Whether higher doses of sodium-glucose co-transporter-2 (SGLT-2) inhibitors provide additional cardiorenal benefit remains uncertain despite pharmacokinetic evidence suggesting dose-dependent effects on surrogate markers. A post hoc analysis of the CANVAS randomized controlled trial published in Diabetes, Obesity and Metabolism evaluated renal and cardiovascular outcomes associated with canagliflozin 100 mg and 300 mg using participant-level data from 4,330 patients.
The primary outcome was a composite of doubling of serum creatinine, renal failure, or death from renal causes. Secondary outcomes included composite cardiovascular events, hospitalization for heart failure, all-cause mortality, and progression or regression of albuminuria. Safety analyses included serious hyperkalemia and acute kidney injury.
Findings
- No significant difference was observed between canagliflozin 100 mg and 300 mg for the primary composite renal endpoint (hazard ratio [HR] 0.85; 95% CI 0.38-1.89; P=0.68).
- Compared with placebo, both canagliflozin doses were associated with lower risk of the primary renal endpoint: HR 0.49 (95% CI 0.25-0.95; P=0.03) for 100 mg and HR 0.41 (95% CI 0.20-0.83; P=0.01) for 300 mg.

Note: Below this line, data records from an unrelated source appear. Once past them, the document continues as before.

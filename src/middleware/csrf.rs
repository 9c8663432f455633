use axum_extra::extract::cookie::PrivateCookieJar;
use rand::{Rng, distributions::Alphanumeric};
use subtle::ConstantTimeEq;
use time::Duration;

use crate::middleware::cookies::build_cookie;

pub const CSRF_COOKIE: &str = "colgados_csrf";
const TOKEN_LEN: usize = 32;
const TOKEN_TTL: Duration = Duration::hours(1);

/// Issue a fresh token; the caller embeds it in the form it renders.
pub fn issue_token(jar: PrivateCookieJar, secure: bool) -> (PrivateCookieJar, String) {
    let token: String = rand::thread_rng()
        .sample_iter(&Alphanumeric)
        .take(TOKEN_LEN)
        .map(char::from)
        .collect();
    let mut cookie = build_cookie(CSRF_COOKIE, token.clone(), secure);
    cookie.set_max_age(TOKEN_TTL);
    let jar = jar.add(cookie);
    (jar, token)
}

pub fn token_matches(jar: &PrivateCookieJar, submitted: &str) -> bool {
    let Some(expected) = jar.get(CSRF_COOKIE) else {
        return false;
    };
    !submitted.is_empty() && bool::from(expected.value().as_bytes().ct_eq(submitted.as_bytes()))
}
pub mod password;
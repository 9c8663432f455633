//! Database module: models and schema for persistent storage.
//!
//! Layout:
//! - `models.rs`: Rust structs mirroring DB rows
//! - `schema.rs`: SQL DDL for initializing the database (SQLite-first)
//! - `sqlite.rs`: the storage handle used by the handlers

pub mod models;
pub mod schema;
pub mod sqlite;

pub use models::{Colgado, NewColgado, RackCounts, User};
pub use schema::SQLITE_INIT;
pub use sqlite::{ColgadosStorage, SqlitePool};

- No significant differences between doses were observed for cardiovascular outcomes, hospitalization for heart failure, all-cause mortality, or albuminuria progression and regression.
- Serious hyperkalemia and acute kidney injury rates were similar between treatment groups, with no additional safety concerns identified for either dose.
This post hoc CANVAS analysis did not identify evidence of dose-dependent differences in renal or cardiovascular outcomes between canagliflozin 100 mg and 300 mg. Both doses were associated with reduced kidney event risk versus placebo, supporting clinical benefit across dosing strategies.